- **Stored data**

//! # Format Hints
//!
//! Table of `/fmt` format checks, keyed by base kind and format name.
//!
//! A format either constrains values (`i16`, `email`, `ipv4-addr`) or only
//! selects a wire serialization (`x`, `X`, `f32`). Both kinds must be
//! registered: the loader rejects a `/fmt` option whose name is not in the
//! table for the type's base kind.
//!
//! Applications add their own formats with [`FormatRegistry::register`]; the
//! option grammar does not change.

use std::collections::BTreeMap;
use std::fmt;
use std::net::{Ipv4Addr, Ipv6Addr};
use std::sync::{Arc, OnceLock};

use jadn_core::{BaseKind, Value};
use regex::Regex;

/// A format check. Returns a reason when the value does not conform.
pub type FormatCheck = Arc<dyn Fn(&Value) -> Result<(), String> + Send + Sync>;

/// Registered format checks.
#[derive(Clone, Default)]
pub struct FormatRegistry {
    checks: BTreeMap<(BaseKind, String), FormatCheck>,
}

impl fmt::Debug for FormatRegistry {
    fn fmt(&self, f: &mut fmt::Formatter<'_>) -> fmt::Result {
        f.debug_set().entries(self.checks.keys()).finish()
    }
}

impl FormatRegistry {
    /// An empty table.
    pub fn empty() -> Self {
        Self::default()
    }

    /// The standard JADN format table.
    pub fn standard() -> Self {
        let mut reg = Self::empty();

        reg.register("email", BaseKind::String, |v| with_str(v, email));
        reg.register("idn-email", BaseKind::String, |v| with_str(v, idn_email));
        reg.register("hostname", BaseKind::String, |v| with_str(v, hostname));
        reg.register("idn-hostname", BaseKind::String, |v| with_str(v, idn_hostname));
        reg.register("date-time", BaseKind::String, |v| {
            with_str(v, |s| ok_if(chrono::DateTime::parse_from_rfc3339(s).is_ok()))
        });
        reg.register("date", BaseKind::String, |v| {
            with_str(v, |s| {
                ok_if(s.len() == 10 && chrono::NaiveDate::parse_from_str(s, "%Y-%m-%d").is_ok())
            })
        });
        reg.register("time", BaseKind::String, |v| {
            with_str(v, |s| {
                ok_if(chrono::DateTime::parse_from_rfc3339(&format!("1970-01-01T{s}")).is_ok())
            })
        });
        reg.register("duration", BaseKind::String, |v| with_str(v, duration));
        reg.register("ipv4", BaseKind::String, |v| {
            with_str(v, |s| ok_if(s.parse::<Ipv4Addr>().is_ok()))
        });
        reg.register("ipv6", BaseKind::String, |v| {
            with_str(v, |s| ok_if(s.parse::<Ipv6Addr>().is_ok()))
        });
        reg.register("uri", BaseKind::String, |v| with_str(v, |s| ok_if(absolute_uri(s, true))));
        reg.register("iri", BaseKind::String, |v| with_str(v, |s| ok_if(absolute_uri(s, false))));
        reg.register("uri-reference", BaseKind::String, |v| {
            with_str(v, |s| ok_if(s.is_ascii() && uri_reference(s)))
        });
        reg.register("iri-reference", BaseKind::String, |v| {
            with_str(v, |s| ok_if(uri_reference(s)))
        });
        reg.register("uuid", BaseKind::String, |v| {
            with_str(v, |s| ok_if(s.len() == 36 && uuid::Uuid::parse_str(s).is_ok()))
        });
        reg.register("uri-template", BaseKind::String, |v| with_str(v, uri_template));
        reg.register("json-pointer", BaseKind::String, |v| {
            with_str(v, |s| ok_if(s.is_empty() || (s.starts_with('/') && pointer_escapes(s))))
        });
        reg.register("relative-json-pointer", BaseKind::String, |v| {
            with_str(v, relative_json_pointer)
        });
        reg.register("regex", BaseKind::String, |v| {
            with_str(v, |s| Regex::new(s).map(|_| ()).map_err(|e| e.to_string()))
        });

        reg.register("eui", BaseKind::Binary, |v| {
            with_bytes(v, |b| ok_if(b.len() == 6 || b.len() == 8))
        });
        reg.register("ipv4-addr", BaseKind::Binary, |v| with_bytes(v, |b| ok_if(b.len() == 4)));
        reg.register("ipv6-addr", BaseKind::Binary, |v| with_bytes(v, |b| ok_if(b.len() == 16)));
        for name in ["b", "x", "X"] {
            reg.register(name, BaseKind::Binary, |_| Ok(()));
        }

        reg.register("ipv4-net", BaseKind::Array, |v| ip_net(v, 4, 32));
        reg.register("ipv6-net", BaseKind::Array, |v| ip_net(v, 16, 128));

        reg.register("i8", BaseKind::Integer, |v| signed(v, 8));
        reg.register("i16", BaseKind::Integer, |v| signed(v, 16));
        reg.register("i32", BaseKind::Integer, |v| signed(v, 32));
        reg.register("i64", BaseKind::Integer, |v| signed(v, 64));
        reg.register("datetime-ms", BaseKind::Integer, |v| match v {
            Value::Integer(ms) => ok_if(chrono::DateTime::<chrono::Utc>::from_timestamp_millis(*ms).is_some()),
            other => Err(format!("expected integer, found {}", other.kind_name())),
        });

        for name in ["f16", "f32", "f64"] {
            reg.register(name, BaseKind::Number, |_| Ok(()));
        }
        reg
    }

    /// Register (or replace) a format check for a base kind.
    pub fn register<F>(&mut self, name: &str, kind: BaseKind, check: F)
    where
        F: Fn(&Value) -> Result<(), String> + Send + Sync + 'static,
    {
        self.checks.insert((kind, name.to_string()), Arc::new(check));
    }

    /// Whether a format name is usable on a type of the given kind.
    ///
    /// Integer `uN` formats (unsigned N-bit, 1 ≤ N ≤ 64) are always available.
    pub fn is_registered(&self, kind: BaseKind, name: &str) -> bool {
        self.checks.contains_key(&(kind, name.to_string()))
            || (kind == BaseKind::Integer && unsigned_bits(name).is_some())
    }

    /// Run the check for a format.
    ///
    /// # Errors
    ///
    /// Returns the reason the value does not conform, or that the format is
    /// not registered for `kind`.
    pub fn check(&self, kind: BaseKind, name: &str, value: &Value) -> Result<(), String> {
        if let Some(check) = self.checks.get(&(kind, name.to_string())) {
            return check(value);
        }
        match (kind, unsigned_bits(name)) {
            (BaseKind::Integer, Some(bits)) => unsigned(value, bits),
            _ => Err(format!("format \"{name}\" is not registered for {kind}")),
        }
    }

    /// Registered format names for a kind, sorted.
    pub fn names(&self, kind: BaseKind) -> Vec<&str> {
        self.checks
            .keys()
            .filter(|(k, _)| *k == kind)
            .map(|(_, n)| n.as_str())
            .collect()
    }
}

fn ok_if(cond: bool) -> Result<(), String> {
    if cond {
        Ok(())
    } else {
        Err("value does not match format".to_string())
    }
}

fn with_str(v: &Value, f: impl Fn(&str) -> Result<(), String>) -> Result<(), String> {
    match v {
        Value::String(s) => f(s),
        other => Err(format!("expected string, found {}", other.kind_name())),
    }
}

fn with_bytes(v: &Value, f: impl Fn(&[u8]) -> Result<(), String>) -> Result<(), String> {
    match v {
        Value::Binary(b) => f(b),
        other => Err(format!("expected binary, found {}", other.kind_name())),
    }
}

fn signed(v: &Value, bits: u32) -> Result<(), String> {
    let n = v
        .as_i64()
        .ok_or_else(|| format!("expected integer, found {}", v.kind_name()))?;
    if bits >= 64 {
        return Ok(());
    }
    let bound = 1i64 << (bits - 1);
    if (-bound..bound).contains(&n) {
        Ok(())
    } else {
        Err(format!("{n} is out of range for i{bits}"))
    }
}

fn unsigned(v: &Value, bits: u32) -> Result<(), String> {
    let n = v
        .as_i64()
        .ok_or_else(|| format!("expected integer, found {}", v.kind_name()))?;
    let in_range = n >= 0 && (bits >= 63 || n < (1i64 << bits));
    if in_range {
        Ok(())
    } else {
        Err(format!("{n} is out of range for u{bits}"))
    }
}

fn unsigned_bits(name: &str) -> Option<u32> {
    let digits = name.strip_prefix('u')?;
    if digits.starts_with('0') {
        return None;
    }
    digits.parse::<u32>().ok().filter(|n| (1..=64).contains(n))
}

fn ip_net(v: &Value, addr_len: usize, max_prefix: i64) -> Result<(), String> {
    match v.as_array() {
        Some([Value::Binary(addr), Value::Integer(prefix)]) => {
            if addr.len() != addr_len {
                Err(format!("address must be {addr_len} bytes"))
            } else if !(0..=max_prefix).contains(prefix) {
                Err(format!("prefix length must be 0..={max_prefix}"))
            } else {
                Ok(())
            }
        }
        _ => Err("expected [address, prefix length]".to_string()),
    }
}

fn cached(cell: &'static OnceLock<Option<Regex>>, pattern: &str) -> Option<&'static Regex> {
    cell.get_or_init(|| Regex::new(pattern).ok()).as_ref()
}

fn email(s: &str) -> Result<(), String> {
    static RE: OnceLock<Option<Regex>> = OnceLock::new();
    let re = cached(
        &RE,
        r"^[A-Za-z0-9!#$%&'*+/=?^_`{|}~-]+(?:\.[A-Za-z0-9!#$%&'*+/=?^_`{|}~-]+)*@(?:[A-Za-z0-9](?:[A-Za-z0-9-]*[A-Za-z0-9])?\.)+[A-Za-z0-9](?:[A-Za-z0-9-]*[A-Za-z0-9])?$",
    );
    ok_if(re.is_some_and(|re| re.is_match(s)))
}

fn idn_email(s: &str) -> Result<(), String> {
    match s.rsplit_once('@') {
        Some((local, domain)) if !local.is_empty() && idn_hostname(domain).is_ok() => Ok(()),
        _ => ok_if(false),
    }
}

fn hostname(s: &str) -> Result<(), String> {
    static RE: OnceLock<Option<Regex>> = OnceLock::new();
    let label = cached(&RE, r"^[A-Za-z0-9](?:[A-Za-z0-9-]{0,61}[A-Za-z0-9])?$");
    let host = s.strip_suffix('.').unwrap_or(s);
    ok_if(
        !host.is_empty()
            && s.len() <= 253
            && label.is_some_and(|re| host.split('.').all(|l| re.is_match(l))),
    )
}

fn idn_hostname(s: &str) -> Result<(), String> {
    let host = s.strip_suffix('.').unwrap_or(s);
    let label_ok = |l: &str| {
        let n = l.chars().count();
        (1..=63).contains(&n)
            && !l.starts_with('-')
            && !l.ends_with('-')
            && l.chars().all(|c| c.is_alphanumeric() || c == '-')
    };
    ok_if(!host.is_empty() && host.split('.').all(label_ok))
}

fn duration(s: &str) -> Result<(), String> {
    static RE: OnceLock<Option<Regex>> = OnceLock::new();
    let re = cached(
        &RE,
        r"^P(?:\d+W|(?:\d+Y)?(?:\d+M)?(?:\d+D)?(?:T(?:\d+H)?(?:\d+M)?(?:\d+(?:\.\d+)?S)?)?)$",
    );
    ok_if(s != "P" && !s.ends_with('T') && re.is_some_and(|re| re.is_match(s)))
}

fn absolute_uri(s: &str, ascii_only: bool) -> bool {
    (!ascii_only || s.is_ascii()) && !s.contains(char::is_whitespace) && url::Url::parse(s).is_ok()
}

fn uri_reference(s: &str) -> bool {
    if s.contains(char::is_whitespace) {
        return false;
    }
    url::Url::parse("http://reference.invalid/")
        .and_then(|base| base.join(s))
        .is_ok()
}

fn uri_template(s: &str) -> Result<(), String> {
    let mut open = false;
    for c in s.chars() {
        match c {
            '{' if open => return ok_if(false),
            '{' => open = true,
            '}' if !open => return ok_if(false),
            '}' => open = false,
            _ => {}
        }
    }
    ok_if(!open)
}

fn pointer_escapes(s: &str) -> bool {
    let mut chars = s.chars().peekable();
    while let Some(c) = chars.next() {
        if c == '~' && !matches!(chars.next(), Some('0' | '1')) {
            return false;
        }
    }
    true
}

fn relative_json_pointer(s: &str) -> Result<(), String> {
    let digits = s.chars().take_while(char::is_ascii_digit).count();
    let (prefix, rest) = s.split_at(digits);
    let prefix_ok = !prefix.is_empty() && (prefix == "0" || !prefix.starts_with('0'));
    let rest_ok = rest == "#" || rest.is_empty() || (rest.starts_with('/') && pointer_escapes(rest));
    ok_if(prefix_ok && rest_ok)
}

- **Directions for this task**
Write out the lines of the entries, word for word, from the first through the one containing "pub fn standard()", and stop at that line.

- **Finished exercise**
//! # Format Hints
//!
//! Table of `/fmt` format checks, keyed by base kind and format name.
//!
//! A format either constrains values (`i16`, `email`, `ipv4-addr`) or only
//! selects a wire serialization (`x`, `X`, `f32`). Both kinds must be
//! registered: the loader rejects a `/fmt` option whose name is not in the
//! table for the type's base kind.
//!
//! Applications add their own formats with [`FormatRegistry::register`]; the
//! option grammar does not change.

use std::collections::BTreeMap;
use std::fmt;
use std::net::{Ipv4Addr, Ipv6Addr};
use std::sync::{Arc, OnceLock};

use jadn_core::{BaseKind, Value};
use regex::Regex;

/// A format check. Returns a reason when the value does not conform.
pub type FormatCheck = Arc<dyn Fn(&Value) -> Result<(), String> + Send + Sync>;

/// Registered format checks.
#[derive(Clone, Default)]
pub struct FormatRegistry {
    checks: BTreeMap<(BaseKind, String), FormatCheck>,
}

impl fmt::Debug for FormatRegistry {
    fn fmt(&self, f: &mut fmt::Formatter<'_>) -> fmt::Result {
        f.debug_set().entries(self.checks.keys()).finish()
    }
}

impl FormatRegistry {
    /// An empty table.
    pub fn empty() -> Self {
        Self::default()
    }

    /// The standard JADN format table.
    pub fn standard() -> Self {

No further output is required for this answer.